A Romantic Narrative on Process
I begin lost. Less than lost. Completely absent - a chrysalis underground. I dig with swoops and turns as a shaman or priest might gesticulate summoning spirits. The tip of my pencil wags like a tongue. Once in a while an idea takes hold and pulls me out of the dirt. Content begins to form. My materials: egg yolk or oil, powdered pigment, a soft white clay-covered surface, pieces of wood (perhaps on fire), a sliver of graphite, all conspire to squeeze, as if through a pastry chef’s funnel, “a religion reassembled from fragments of our daily life.”

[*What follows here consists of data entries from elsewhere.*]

pub mod adapters;
pub mod app;
pub mod config;
pub mod core;
pub mod domain;
pub mod utils;

pub use adapters::HnSearchClient;
pub use app::{gauge::GaugeRenderer, sink::FileGaugeSink};
pub use config::{cli::LocalStorage, Settings};
#[cfg(feature = "cli")]
pub use config::CliConfig;
pub use crate::core::{controller::AppController, counts::CountsByPage, keywords::KeywordMatcher};
pub use utils::error::{HypeError, Result};
use crate::domain::ports::{ConfigProvider, PostSource};
use crate::utils::error::{HypeError, Result};
use async_trait::async_trait;
use reqwest::Client;
use serde::Deserialize;
use std::time::Duration;
use url::Url;

pub const DEFAULT_ENDPOINT: &str = "https://hn.algolia.com/api/v1/search_by_date";
pub const DEFAULT_TAGS: &str = "show_hn";

#[derive(Debug, Deserialize)]
struct SearchResponse {
    hits: Vec<SearchHit>,
}

#[derive(Debug, Deserialize)]
struct SearchHit {
    #[serde(default)]
    title: Option<String>,
}

/// Client for the HN Algolia `search_by_date` endpoint.
#[derive(Debug, Clone)]
pub struct HnSearchClient {
    client: Client,
    endpoint: Url,
    tags: String,
    page_size: usize,
    timeout: Option<Duration>,
}

impl HnSearchClient {
    pub fn new(endpoint: &str, tags: &str, page_size: usize) -> Result<Self> {
        let endpoint = Url::parse(endpoint).map_err(|e| HypeError::InvalidConfigValue {
            field: "source.endpoint".to_string(),
            value: endpoint.to_string(),
            reason: format!("Invalid URL format: {}", e),
        })?;

        Ok(Self {
            client: Client::new(),
            endpoint,
            tags: tags.to_string(),
            page_size,
            timeout: None,
        })
    }

    pub fn from_config<C: ConfigProvider>(config: &C) -> Result<Self> {
        Ok(Self::new(config.api_endpoint(), config.tags(), config.page_size())?
            .with_timeout(config.request_timeout()))
    }

    pub fn with_timeout(mut self, timeout: Option<Duration>) -> Self {
        self.timeout = timeout;
        self
    }

    /// `?tags=…&page=…&hitsPerPage=…`, appended to any query already on the endpoint.
    pub fn page_url(&self, page: usize) -> Url {
        let mut url = self.endpoint.clone();
        url.query_pairs_mut()
            .append_pair("tags", &self.tags)
            .append_pair("page", &page.to_string())
            .append_pair("hitsPerPage", &self.page_size.to_string());
        url
    }
}

#[async_trait]
impl PostSource for HnSearchClient {
    async fn fetch_titles(&self, page: usize) -> Result<Vec<String>> {
        let url = self.page_url(page);
        tracing::debug!("Making API request to: {}", url);

        let mut request = self.client.get(url);
        if let Some(timeout) = self.timeout {
            request = request.timeout(timeout);
        }

        let response = request.send().await?;
        tracing::debug!("Page {} response status: {}", page, response.status());

        if !response.status().is_success() {
            return Err(HypeError::HttpStatus {
                page,
                status: response.status().as_u16(),
            });
        }

        let body = response.text().await?;
        let parsed: SearchResponse =
            serde_json::from_str(&body).map_err(|e| HypeError::Parse {
                page,
                message: e.to_string(),
            })?;

        let hit_count = parsed.hits.len();
        let titles: Vec<String> = parsed.hits.into_iter().filter_map(|hit| hit.title).collect();
        if titles.len() < hit_count {
            tracing::debug!(
                "Page {}: skipped {} hits without a title",
                page,
                hit_count - titles.len()
            );
        }

        Ok(titles)
    }
}
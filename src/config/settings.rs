use crate::adapters::hn_search::{DEFAULT_ENDPOINT, DEFAULT_TAGS};
use crate::domain::model::{BoundaryRule, HypeLevelTable, KeywordSet, OutputFormat};
use crate::domain::ports::ConfigProvider;
use crate::utils::error::{HypeError, Result};
use crate::utils::validation::{
    validate_non_empty_string, validate_path, validate_positive_number, validate_range,
    validate_url, Validate,
};
use std::time::Duration;

pub const DEFAULT_NUM_PAGES: usize = 10;
pub const DEFAULT_PAGE_SIZE: usize = 10;
pub const DEFAULT_TIMEOUT_SECS: u64 = 10;
pub const DEFAULT_VIEWPORT_WIDTH: f64 = 900.0;
pub const MAX_PAGE_SIZE: usize = 1000;
/// The search API stops paging after this many hits.
pub const MAX_SAMPLE_SIZE: usize = 1000;

/// Fully resolved run configuration.
#[derive(Debug, Clone, PartialEq)]
pub struct Settings {
    pub endpoint: String,
    pub tags: String,
    pub timeout: Option<Duration>,
    pub num_pages: usize,
    pub page_size: usize,
    pub deadline: Option<Duration>,
    pub keywords: KeywordSet,
    pub boundary: BoundaryRule,
    pub hype_levels: HypeLevelTable,
    pub viewport_width: f64,
    pub output_path: String,
    pub output_formats: Vec<OutputFormat>,
}

impl Default for Settings {
    fn default() -> Self {
        Self {
            endpoint: DEFAULT_ENDPOINT.to_string(),
            tags: DEFAULT_TAGS.to_string(),
            timeout: Some(Duration::from_secs(DEFAULT_TIMEOUT_SECS)),
            num_pages: DEFAULT_NUM_PAGES,
            page_size: DEFAULT_PAGE_SIZE,
            deadline: None,
            keywords: KeywordSet::default(),
            boundary: BoundaryRule::default(),
            hype_levels: HypeLevelTable::default(),
            viewport_width: DEFAULT_VIEWPORT_WIDTH,
            output_path: "./output".to_string(),
            output_formats: vec![OutputFormat::Html],
        }
    }
}

impl Settings {
    pub fn sample_size(&self) -> usize {
        self.num_pages * self.page_size
    }
}

impl Validate for Settings {
    fn validate(&self) -> Result<()> {
        validate_url("source.endpoint", &self.endpoint)?;
        validate_non_empty_string("source.tags", &self.tags)?;
        validate_positive_number("sampling.num_pages", self.num_pages, 1)?;
        validate_range("sampling.page_size", self.page_size, 1, MAX_PAGE_SIZE)?;
        if self.sample_size() > MAX_SAMPLE_SIZE {
            return Err(HypeError::InvalidConfigValue {
                field: "sampling.num_pages".to_string(),
                value: self.num_pages.to_string(),
                reason: format!(
                    "num_pages x page_size = {} exceeds the {} posts the search API pages through",
                    self.sample_size(),
                    MAX_SAMPLE_SIZE
                ),
            });
        }

        if self.keywords.is_empty() {
            return Err(HypeError::ConfigValidation {
                field: "keywords.terms".to_string(),
                message: "At least one keyword is required".to_string(),
            });
        }
        for keyword in self.keywords.terms() {
            validate_non_empty_string("keywords.terms", keyword)?;
        }

        if self.hype_levels.is_empty() {
            return Err(HypeError::ConfigValidation {
                field: "hype.levels".to_string(),
                message: "At least one hype level is required".to_string(),
            });
        }
        for level in self.hype_levels.levels() {
            validate_range("hype.levels.lower_bound", level.lower_bound, 0.0, 1.0)?;
            validate_non_empty_string("hype.levels.label", &level.label)?;
        }

        validate_range("render.viewport_width", self.viewport_width, 100.0, 10_000.0)?;
        validate_path("output.path", &self.output_path)?;
        if self.output_formats.is_empty() {
            return Err(HypeError::MissingConfig {
                field: "output.formats".to_string(),
            });
        }

        Ok(())
    }
}

impl ConfigProvider for Settings {
    fn api_endpoint(&self) -> &str {
        &self.endpoint
    }

    fn tags(&self) -> &str {
        &self.tags
    }

    fn request_timeout(&self) -> Option<Duration> {
        self.timeout
    }

    fn num_pages(&self) -> usize {
        self.num_pages
    }

    fn page_size(&self) -> usize {
        self.page_size
    }

    fn deadline(&self) -> Option<Duration> {
        self.deadline
    }

    fn keywords(&self) -> &KeywordSet {
        &self.keywords
    }

    fn boundary(&self) -> BoundaryRule {
        self.boundary
    }

    fn hype_levels(&self) -> &HypeLevelTable {
        &self.hype_levels
    }

    fn viewport_width(&self) -> f64 {
        self.viewport_width
    }

    fn output_path(&self) -> &str {
        &self.output_path
    }

    fn output_formats(&self) -> &[OutputFormat] {
        &self.output_formats
    }
}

I’m often at a loss for words: at my mother’s funeral I was one of the few who had nothing to say. She’d been so sick for so long. She’d been my father’s obsession for years, decades actually, since she was struck down from polio, then post-polio, then a litany of other even more difficult conditions. Each one providing even more contrast to her loveliness. It was all so … see… no word I can think of. Then it was dad. “Men don’t die from prostate cancer they die with it” were my neighbor’s words. He meant well. What luck to have such a slow-growing cancer. Although I’m not sure luck is the right word, now that its into his spine, legs out of order but full of pain, bed soars growing, getting rejected from the third facility. Sister caught the assistant lying about whether or when he’d turned him.
There is beauty in this world. It’s sometimes difficult to believe. And for me, words just don’t cut it. Marks, on the other hand, lines, a form described, images carved out of the ether, somehow, sometimes do.